[Extracted records]
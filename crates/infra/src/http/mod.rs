//! HTTP transport

pub mod client;

pub use client::{HttpClient, HttpClientBuilder};
//! Earnings derived from tracked time

use std::collections::HashMap;

use chrono::{DateTime, Utc};
use serde::Serialize;
use ticktally_common::time::format_clock;
use ticktally_domain::constants::SECONDS_PER_HOUR;
use ticktally_domain::{Project, Task, TimeEntry};
use uuid::Uuid;

use crate::timer::duration::entry_elapsed_seconds;

/// `seconds / 3600 * hourly_rate`, rounded to cents.
pub fn earnings(seconds: i64, hourly_rate: f64) -> f64 {
    if !hourly_rate.is_finite() || hourly_rate <= 0.0 {
        return 0.0;
    }
    let raw = seconds.max(0) as f64 / SECONDS_PER_HOUR * hourly_rate;
    (raw * 100.0).round() / 100.0
}

#[derive(Debug, Clone, PartialEq, Serialize)]
pub struct TaskLine {
    pub task_id: Uuid,
    /// `None` when entries reference a task that no longer exists.
    pub task_name: Option<String>,
    pub seconds: i64,
    pub earnings: f64,
    pub is_completed: bool,
}

#[derive(Debug, Clone, PartialEq, Serialize)]
pub struct ProjectReport {
    pub project_id: Uuid,
    pub project_name: String,
    pub hourly_rate: f64,
    pub total_seconds: i64,
    pub total_earnings: f64,
    pub tasks: Vec<TaskLine>,
}

impl ProjectReport {
    /// Total tracked time as `HH:MM:SS`.
    pub fn total_clock(&self) -> String {
        format_clock(self.total_seconds)
    }
}

/// Aggregate a project's tracked time per task.
///
/// Finished entries contribute their duration and a running entry its live
/// elapsed at `now`. A task without any entries falls back to its own
/// `elapsed_seconds`, which covers manually entered time. Entries of other
/// projects are ignored.
pub fn build_project_report(
    project: &Project,
    tasks: &[Task],
    entries: &[TimeEntry],
    now: DateTime<Utc>,
) -> ProjectReport {
    let mut tracked: HashMap<Uuid, i64> = HashMap::new();
    for entry in entries.iter().filter(|entry| entry.project_id == project.id) {
        *tracked.entry(entry.task_id).or_default() += entry_elapsed_seconds(entry, now);
    }

    let mut lines: Vec<TaskLine> = tasks
        .iter()
        .filter(|task| task.project_id == project.id)
        .map(|task| {
            let seconds = tracked.remove(&task.id).unwrap_or(task.elapsed_seconds).max(0);
            TaskLine {
                task_id: task.id,
                task_name: Some(task.name.clone()),
                seconds,
                earnings: earnings(seconds, project.hourly_rate),
                is_completed: task.is_completed,
            }
        })
        .collect();

    lines.extend(tracked.into_iter().map(|(task_id, seconds)| TaskLine {
        task_id,
        task_name: None,
        seconds,
        earnings: earnings(seconds, project.hourly_rate),
        is_completed: false,
    }));
    lines.sort_by(|a, b| b.seconds.cmp(&a.seconds).then_with(|| a.task_id.cmp(&b.task_id)));

    let total_seconds = lines.iter().map(|line| line.seconds).sum();
    ProjectReport {
        project_id: project.id,
        project_name: project.name.clone(),
        hourly_rate: project.hourly_rate,
        total_seconds,
        total_earnings: earnings(total_seconds, project.hourly_rate),
        tasks: lines,
    }
}
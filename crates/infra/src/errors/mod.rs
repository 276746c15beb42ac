//! Infrastructure error conversions

pub mod conversions;

pub use conversions::{status_error, InfraError};
//! Billable projects

use chrono::{DateTime, Utc};
use serde::{Deserialize, Serialize};
#[cfg(feature = "ts-gen")]
use ts_rs::TS;
use uuid::Uuid;

use crate::errors::{Result, TickTallyError};

/// A project tasks are tracked against, billed at a fixed hourly rate.
#[derive(Debug, Clone, PartialEq, Serialize, Deserialize)]
#[cfg_attr(feature = "ts-gen", derive(TS))]
#[cfg_attr(feature = "ts-gen", ts(export))]
pub struct Project {
    pub id: Uuid,
    pub name: String,
    pub hourly_rate: f64,
    pub owner_id: Uuid,
    pub team_id: Option<Uuid>,
    pub created_at: DateTime<Utc>,
}

/// Insert payload; the backend assigns id, owner and creation time.
#[derive(Debug, Clone, PartialEq, Serialize, Deserialize)]
pub struct NewProject {
    pub name: String,
    pub hourly_rate: f64,
    #[serde(skip_serializing_if = "Option::is_none")]
    pub team_id: Option<Uuid>,
}

#[serde_with::skip_serializing_none]
#[derive(Debug, Clone, Default, PartialEq, Serialize, Deserialize)]
pub struct ProjectPatch {
    pub name: Option<String>,
    pub hourly_rate: Option<f64>,
    pub team_id: Option<Uuid>,
}

impl NewProject {
    pub fn validate(&self) -> Result<()> {
        validate_name(&self.name)?;
        validate_rate(self.hourly_rate)
    }
}

impl ProjectPatch {
    pub fn validate(&self) -> Result<()> {
        if let Some(name) = &self.name {
            validate_name(name)?;
        }
        if let Some(rate) = self.hourly_rate {
            validate_rate(rate)?;
        }
        Ok(())
    }

    pub fn is_empty(&self) -> bool {
        self.name.is_none() && self.hourly_rate.is_none() && self.team_id.is_none()
    }
}

fn validate_name(name: &str) -> Result<()> {
    if name.trim().is_empty() {
        return Err(TickTallyError::InvalidInput("project.name must not be empty".into()));
    }
    Ok(())
}

fn validate_rate(rate: f64) -> Result<()> {
    if !rate.is_finite() || rate < 0.0 {
        return Err(TickTallyError::InvalidInput(format!(
            "project.hourly_rate must be a non-negative number, got {rate}"
        )));
    }
    Ok(())
}
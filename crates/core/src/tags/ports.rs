//! Port interface for tags and the task ↔ tag join table

use async_trait::async_trait;
use ticktally_domain::{NewTag, Result, Tag, TaskTag};
use uuid::Uuid;

#[async_trait]
pub trait TagStore: Send + Sync {
    async fn list_tags(&self) -> Result<Vec<Tag>>;

    async fn create_tag(&self, tag: NewTag) -> Result<Tag>;

    /// Delete a tag and its task associations.
    async fn delete_tag(&self, id: Uuid) -> Result<()>;

    async fn attach(&self, link: TaskTag) -> Result<()>;

    async fn detach(&self, link: TaskTag) -> Result<()>;

    /// Associations for every task in `task_ids`, in one request.
    async fn fetch_task_tags(&self, task_ids: &[Uuid]) -> Result<Vec<TaskTag>>;
}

• REQUIREMENT:
Please output exactly the lines between the one holding "if !rate.is_finite() ||" and the one holding "its task associations." in the records above, inclusive, and nothing more.

• SOLVED EXERCISE:
    if !rate.is_finite() || rate < 0.0 {
        return Err(TickTallyError::InvalidInput(format!(
            "project.hourly_rate must be a non-negative number, got {rate}"
        )));
    }
    Ok(())
}
filename crates/core/src/tags/ports.rs
//! Port interface for tags and the task ↔ tag join table

use async_trait::async_trait;
use ticktally_domain::{NewTag, Result, Tag, TaskTag};
use uuid::Uuid;

#[async_trait]
pub trait TagStore: Send + Sync {
    async fn list_tags(&self) -> Result<Vec<Tag>>;

    async fn create_tag(&self, tag: NewTag) -> Result<Tag>;

    /// Delete a tag and its task associations.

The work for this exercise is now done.